===== DATASET CONTENT =====

/// DUT class of an uploaded test, selecting the execution engine and the
/// sampling policy.
#[derive(Debug, Clone, Copy, PartialEq, Eq)]
pub enum TestType {
    /// Outputs are a pure function of the current vector; every vector is
    /// checked.
    Combinational = 0,
    /// Even vectors set up state and clock transitions, odd vectors carry
    /// the settled state to verify; only odd positions are checked.
    Sequential = 1,
    /// DRAM-style part driven by the dedicated memory engine; the vector
    /// sequence is ignored.
    Memory = 2,
}

impl TestType {
    pub fn from_wire(byte: u8) -> Option<TestType> {
        match byte {
            0 => Some(TestType::Combinational),
            1 => Some(TestType::Sequential),
            2 => Some(TestType::Memory),
            _ => None,
        }
    }
}

/// Number of 8-bit pin banks wired to the DUT socket.
pub const BANKS: usize = 3;

/// Per-bank wiring description: which of the eight pins are connected to the
/// DUT at all, which of those the tester drives (DUT inputs), and the idle
/// level applied to DUT-driven pins between samples.
///
/// Only bits set in `used` ever reach the physical port; everything else is
/// left floating.
#[derive(Debug, Default, Clone, Copy, PartialEq, Eq)]
pub struct PinBank {
    pub used: u8,
    pub direction: u8,
    pub idle_pull: u8,
}

/// Upper bound on the number of vectors in a session.
pub const MAX_VECTORS: usize = 1024;

/// Uploaded test program: the DUT class and the ordered vector sequence,
/// one byte per bank per step.
#[derive(Debug, Clone)]
pub struct TestSession {
    test_type: TestType,
    vectors: Vec<[u8; BANKS]>,
}

impl TestSession {
    fn new() -> Self {
        Self {
            test_type: TestType::Combinational,
            vectors: Vec::new(),
        }
    }

    /// Replaces the whole session. Callers must keep the sequence at or
    /// below [`MAX_VECTORS`]; the store itself performs no bounds check.
    pub fn upload(&mut self, test_type: TestType, vectors: Vec<[u8; BANKS]>) {
        self.test_type = test_type;
        self.vectors = vectors;
    }

    pub fn test_type(&self) -> TestType {
        self.test_type
    }

    pub fn get(&self, pos: usize) -> [u8; BANKS] {
        self.vectors[pos]
    }

    pub fn len(&self) -> usize {
        self.vectors.len()
    }

    pub fn is_empty(&self) -> bool {
        self.vectors.is_empty()
    }
}

/// Access to the three 8-bit DUT pin banks.
///
/// A hardware implementation maps these calls straight onto the port
/// direction, output and input registers. The implementations in this crate
/// model the electrical behavior of a connected DUT instead, so tests and
/// the CLI can run the engine without a tester board attached.
pub trait Bus {
    /// Sets which pins of the bank are tester-driven outputs (bit = 1).
    fn set_direction(&mut self, bank: usize, mask: u8);
    /// Writes the bank's output register.
    fn write(&mut self, bank: usize, value: u8);
    /// Reads the bank's input register: the actual pin levels.
    fn read(&mut self, bank: usize) -> u8;
}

=====

WHAT IS BEING ASKED:
Copy every line of the listing that includes the string "used".

OUTPUT:
/// Only bits set in `used` ever reach the physical port; everything else is
    pub used: u8,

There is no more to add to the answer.